> Work task:
Return the lines below that contain "dependency".

----- Record excerpts

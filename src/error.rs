//! Error taxonomy for pipeline assembly.

#![forbid(unsafe_code)]

use crate::port::{Connection, Name, PortName, PortType};
use crate::rational::Rational;
use thiserror::Error;

/// Convenience alias used throughout the crate.
pub type Result<T> = std::result::Result<T, PipelineError>;

/// Everything that can go wrong while declaring or setting up a pipeline.
///
/// Every variant carries the offending name, port, or type so failures can
/// be reported without further lookups. The deferred outcomes of the
/// type-check kernel are ordinary control flow and never surface here.
#[derive(Debug, Clone, PartialEq, Error)]
pub enum PipelineError {
    /// A process or cluster with this name is already registered.
    #[error("duplicate process name: {name}")]
    DuplicateName {
        /// The colliding name.
        name: Name,
    },

    /// No process with this name is registered.
    #[error("no such process: {name}")]
    NoSuchProcess {
        /// The unknown name.
        name: Name,
    },

    /// The process has no such port.
    #[error("process {name} has no port {port}")]
    NoSuchPort {
        /// The process queried.
        name: Name,
        /// The unknown port.
        port: PortName,
    },

    /// Processes may not be added once setup has begun.
    #[error("cannot add process {name} after setup")]
    AddAfterSetup {
        /// The process that was being added.
        name: Name,
    },

    /// Processes may not be removed once setup has begun.
    #[error("cannot remove process {name} after setup")]
    RemoveAfterSetup {
        /// The process that was being removed.
        name: Name,
    },

    /// Connections may not be made once setup has begun.
    #[error("cannot connect {connection} after setup")]
    ConnectionAfterSetup {
        /// The rejected connection.
        connection: Connection,
    },

    /// Connections may not be removed once setup has begun.
    #[error("cannot disconnect {connection} after setup")]
    DisconnectionAfterSetup {
        /// The rejected disconnection.
        connection: Connection,
    },

    /// `setup_pipeline` was called on an already set-up pipeline.
    #[error("the pipeline has already been set up")]
    DuplicateSetup,

    /// The query requires `setup_pipeline` to have been called.
    #[error("the pipeline has not been set up")]
    PipelineNotSetup,

    /// The query requires the last setup to have succeeded.
    #[error("the pipeline failed to set up")]
    PipelineNotReady,

    /// `reset` was called while the pipeline is running.
    #[error("cannot reset a running pipeline")]
    ResetWhileRunning,

    /// `setup_pipeline` was called on an empty registry.
    #[error("the pipeline contains no processes")]
    NoProcesses,

    /// Upstream produces immutable data but downstream requires mutable.
    #[error("incompatible port flags on {connection}")]
    FlagMismatch {
        /// The rejected connection.
        connection: Connection,
    },

    /// The two concrete port types differ.
    #[error("type mismatch on {connection}: {up_type} does not match {down_type}")]
    TypeMismatch {
        /// The rejected connection.
        connection: Connection,
        /// The upstream port type.
        up_type: PortType,
        /// The downstream port type.
        down_type: PortType,
    },

    /// A data-dependent output was still untyped after its process configured.
    #[error("port {name}.{port} is data-dependent and was not typed during configuration")]
    UntypedDataDependent {
        /// The offending process.
        name: Name,
        /// The still-untyped output port.
        port: PortName,
    },

    /// Flow-dependent connections remained unresolved after propagation.
    #[error("{} connection(s) remain untyped after propagation", connections.len())]
    UntypedConnection {
        /// The connections that never resolved.
        connections: Vec<Connection>,
    },

    /// A port refused the concrete type pushed onto it.
    #[error("could not push type {port_type} {} across {connection}",
            if *push_upstream { "upstream" } else { "downstream" })]
    DependentTypeError {
        /// The connection that carried the pin.
        connection: Connection,
        /// The type that was refused.
        port_type: PortType,
        /// Whether the push went into the upstream port.
        push_upstream: bool,
    },

    /// A cascade started by pinning `name.port` failed further away.
    #[error("cascade from pinning {name}.{port} to {port_type} failed")]
    DependentTypeCascade {
        /// The process whose port was pinned first.
        name: Name,
        /// The pinned port.
        port: PortName,
        /// The type that was pinned.
        port_type: PortType,
        /// The propagation failure that followed.
        #[source]
        source: Box<PipelineError>,
    },

    /// A required port was left unconnected.
    #[error("required port {name}.{port} is not connected: {reason}")]
    MissingConnection {
        /// The process owning the port.
        name: Name,
        /// The unconnected port.
        port: PortName,
        /// Which side of the process the requirement is on.
        reason: String,
    },

    /// Some processes are unreachable from the rest of the pipeline.
    #[error("the pipeline contains orphaned processes")]
    OrphanedProcesses,

    /// The dependency graph contains a cycle.
    #[error("the pipeline dependency graph is not a DAG")]
    NotADAG,

    /// Two connected processes were assigned inconsistent frequencies.
    #[error("frequency mismatch on {up_name}.{up_port} ({up_frequency}) -> {down_name}.{down_port} ({down_frequency})")]
    FrequencyMismatch {
        /// The upstream process.
        up_name: Name,
        /// The upstream port.
        up_port: PortName,
        /// The frequency assigned upstream.
        up_frequency: Rational,
        /// The downstream process.
        down_name: Name,
        /// The downstream port.
        down_port: PortName,
        /// The frequency assigned downstream.
        down_frequency: Rational,
    },

    /// A broken internal invariant, not a user error.
    #[error("internal pipeline fault: {reason}")]
    Internal {
        /// What tracking failed.
        reason: String,
    },
}

impl PipelineError {
    /// Shorthand for an internal logic fault.
    pub(crate) fn internal(reason: impl Into<String>) -> Self {
        PipelineError::Internal {
            reason: reason.into(),
        }
    }
}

----------

> Task solution:
    /// The dependency graph contains a cycle.
    #[error("the pipeline dependency graph is not a DAG")]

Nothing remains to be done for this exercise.